On the one hand, activating the stress response in cells could help keep them alive—and might be a key to preventing or treating neurodegeneration, for example. On the other hand, cells that are too good at responding to stress might not die when they should.
Douglas was attracted by this paradox, which strikes a fine balance between two different disease states. He thinks an overactive stress response may lie at the heart of so-called cancer stem cells, which evade therapy, remain quiescent, and then emerge years later as a more aggressive cancer.
“Most cancer treatments, be it resection or chemotherapy remove most of the tumor,” he says, “but you might have remnants of it sticking around. We think targeting the stress response would be a good way to prevent any relapse of the disease.”

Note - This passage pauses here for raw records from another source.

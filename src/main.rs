// src/main.rs

//! # dirwatch Main Entry Point
//!
//! Loads configuration, initializes logging, prepares the watched directory,
//! and launches the receiver and handler tasks. There is no shutdown path:
//! the process runs until it is killed.

use anyhow::Result;
use dirwatch::config::AppConfig;
use dirwatch::error::WatchError;
use dirwatch::relay;
use dirwatch::watcher::{self, DirWatcher};
use tracing_subscriber::{EnvFilter, FmtSubscriber};

/// Logs a setup failure and terminates the process.
fn fatal(err: WatchError) -> ! {
    tracing::error!("{}", err);
    std::process::exit(1);
}

#[tokio::main]
async fn main() -> Result<()> {
    let app_config = match AppConfig::load() {
        Ok(cfg) => cfg,
        Err(e) => {
            eprintln!("Error loading configuration: {}", e);
            std::process::exit(1);
        }
    };

    // Initialize tracing subscriber for logging with environment filter and max level.
    let filter = EnvFilter::try_from_default_env()
        .or_else(|_| EnvFilter::try_new(&app_config.log_level))
        .unwrap_or_else(|_| EnvFilter::new("info"));

    let subscriber = FmtSubscriber::builder()
        .with_env_filter(filter)
        .with_max_level(tracing::Level::TRACE)
        .with_writer(std::io::stderr) // Event lines own stdout
        .finish();
    tracing::subscriber::set_global_default(subscriber)?;

    tracing::info!("dirwatch starting with configuration: {:?}", app_config);

    let dir = app_config.watch_dir.as_path();
    if let Err(e) = watcher::ensure_dir(dir).await {
        fatal(e);
    }

    let (mut dir_watcher, streams) = match DirWatcher::new() {
        Ok(pair) => pair,
        Err(e) => fatal(e),
    };

    let (hand_off_tx, hand_off_rx) = relay::hand_off();
    let receiver = tokio::spawn(relay::run_receiver(streams, hand_off_tx));
    let handler = tokio::spawn(relay::run_handler(hand_off_rx, std::io::stdout()));

    if let Err(e) = dir_watcher.add(dir) {
        fatal(e);
    }

    // Neither task finishes while `dir_watcher` is alive.
    let (receiver_result, handler_result) = tokio::join!(receiver, handler);
    if let Err(e) = receiver_result {
        tracing::error!("Receiver task panicked: {}", e);
    }
    handler_result??;

    dir_watcher.close();
    Ok(())
}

He envisions a gene-therapy treatment that might alter the genome of just the cancer cells, removing a key component of their stress-response mechanism. “We’re still in the infancy of using gene therapy to treat disease,” he says, “but in theory you could get one infusion and it would change the genome of that cancer. And you would not need to go back.”
He says if the gene-therapy idea doesn’t pan out, there are still ways to use gene-editing technology, “to not necessarily edit your genome, but target and silence the gene.” In this case, the treatment wouldn’t be a lifelong fix, and patients would have to go in from time to time as part of a regular regimen. But if it works, it would keep them cancer-free without side effects.
The key to avoiding side effects is that although the gene is present in all cells, it’s only activated during early embryonic development or cancer, while remaining silent in mature cells.
Douglas is also looking at the links between cellular response to stress and both glioblastoma and recovery from traumatic brain injury—in the one case, involving over-proliferation of brain cells and in the other, brain cell death.
He has received nearly $2 million in follow-on funding, including from the National Institutes of Health, the American Federation of Aging Research, and the Texas Institute of Brain Injury Research.
“I’m appreciative and grateful that CPRIT gave me the opportunity to do this research,” he says, adding that it allowed him to take a multidisciplinary approach and take advantage of “amazing” facilities at UT Southwestern.
Douglas received his undergraduate degree in biochemistry from the University of Colorado and his Ph.D. in cell & developmental biology from the University of North Carolina School of Medicine. He was a postdoctoral fellow at the Salk Institute for Biological Studies in La Jolla, Calif., and moved with his advisor to UC Berkeley in 2012.